Place the flour, sugar and yeast in a mixer and stir everything together (I'm going to do this by hand next time). Add the eggs and water and continue stirring until the dough comes together. Add the salt and start adding the butter, a few cubes at the time. Continue mixing for about 10 minutes until the dough is elastic and shiny. Place the dough in a large bowl, brush with sunflower oil, cover with cling film and leave in the fridge overnight.
This is where the drama began, because the dough didn't grow overnight and I didn't get to sleep in for no reason! So I left it to sit the whole day, out of the fridge this time, and ended up adding a bit of water. So, by the evening, it had finally grown and could move to second part of the recipe. I'll leave out of the fridge next time.

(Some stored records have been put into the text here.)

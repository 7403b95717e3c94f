use std::hint::black_box;
use std::time::Duration;

use criterion::criterion_group;
use criterion::criterion_main;
use criterion::BenchmarkId;
use criterion::Criterion;
use option_pricing::prelude::*;

fn bench_binomial(c: &mut Criterion) {
  let mut group = c.benchmark_group("Binomial");
  group.measurement_time(Duration::from_secs(3));

  for steps in [100usize, 500, 2_000] {
    group.bench_with_input(BenchmarkId::new("american_put", steps), &steps, |b, &steps| {
      let pricer = BinomialPricer::crr(100.0, 0.2, 100.0, 0.05, steps, 1.0, OptionType::Put).unwrap();
      b.iter(|| black_box(pricer.calculate_price().unwrap()));
    });
  }

  group.finish();
}

fn bench_black_scholes(c: &mut Criterion) {
  c.bench_function("BlackScholes/call_put", |b| {
    let pricer = BSMPricer::builder(100.0, 0.2, 100.0, 0.05).tau(1.0).build();
    b.iter(|| black_box(pricer.calculate_call_put().unwrap()));
  });

  c.bench_function("Greeks/all", |b| {
    let pricer = BSMPricer::builder(100.0, 0.2, 100.0, 0.05).tau(1.0).build();
    b.iter(|| black_box(pricer.greeks().unwrap()));
  });
}

fn bench_monte_carlo(c: &mut Criterion) {
  let mut group = c.benchmark_group("MonteCarlo");
  group.measurement_time(Duration::from_secs(5));
  let paths = 1_000_000usize;
  let pricer = MonteCarloPricer::new(
    100.0,
    0.2,
    100.0,
    0.05,
    paths,
    Some(42),
    Some(1.0),
    None,
    None,
    OptionType::Call,
  );

  group.bench_with_input(BenchmarkId::new("sequential", paths), &paths, |b, _| {
    b.iter(|| black_box(pricer.estimate().unwrap()));
  });

  group.bench_with_input(BenchmarkId::new("par_16", paths), &paths, |b, _| {
    b.iter(|| black_box(pricer.estimate_par(16).unwrap()));
  });

  group.finish();
}

criterion_group!(
  benches,
  bench_binomial,
  bench_black_scholes,
  bench_monte_carlo
);
criterion_main!(benches);
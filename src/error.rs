//! # Errors
//!
//! Every pricer validates its inputs before touching the formulas and reports
//! failures through [`PricingError`]. Failures are deterministic functions of
//! the inputs, so nothing here is retried.

use thiserror::Error;

#[derive(Error, Debug, Clone, PartialEq)]
pub enum PricingError {
  /// Non-positive spot/strike/volatility, negative maturity, bad lattice parameters, ...
  #[error("invalid input: {0}")]
  InvalidInput(String),

  /// Option class text outside {Call, Put}
  #[error("invalid option class: {0:?} (expected \"Call\" or \"Put\")")]
  InvalidOptionClass(String),

  /// Division by zero, log of a non-positive number or a non-finite result
  #[error("numeric domain error: {0}")]
  NumericDomain(String),
}

pub type PricingResult<T> = Result<T, PricingError>;

impl PricingError {
  pub fn invalid_input(msg: impl Into<String>) -> Self {
    Self::InvalidInput(msg.into())
  }

  pub fn invalid_option_class(class: impl Into<String>) -> Self {
    Self::InvalidOptionClass(class.into())
  }

  pub fn numeric_domain(msg: impl Into<String>) -> Self {
    Self::NumericDomain(msg.into())
  }
}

Melt all of the ingredients in a saucepan.  Spread the dough with a rolling pin and cut the edges so that it's more or less rectangular.  Now the scary part comes, which isn't really so scary. Spread the chocolate paste on the dough. This caused further drama, since the filling was liquid, I assume it's supposed to be a Nutella-like paste. Maybe more chocolate would do the trick? Anyway, if I say so myself, I brilliantly solved the problem by later putting the roll in the fridge. Brush with water the long end further for you, then start rolling the long section that's closer to you. You end up with a rolled-up sausage. Put in the fridge so the filling becomes solid. Then, more of the not so scary scary part: cut the roll lenghways and weaves together the two parts, ideally letting the sectioned part up so that the chocolate "drawing" shows. Put in a baking tin and leave in the fridge overnight. Bake for 40 minutes at 190 c.

Now, once the feat was accomplished, what did the kranz actually taste like? It tasted nice, but not as heavenly as to justify all this work. This is a recipe that definitely needs fiddling with and practice. But I definitively learned some things from it, namely how to create plaited cakes with filling.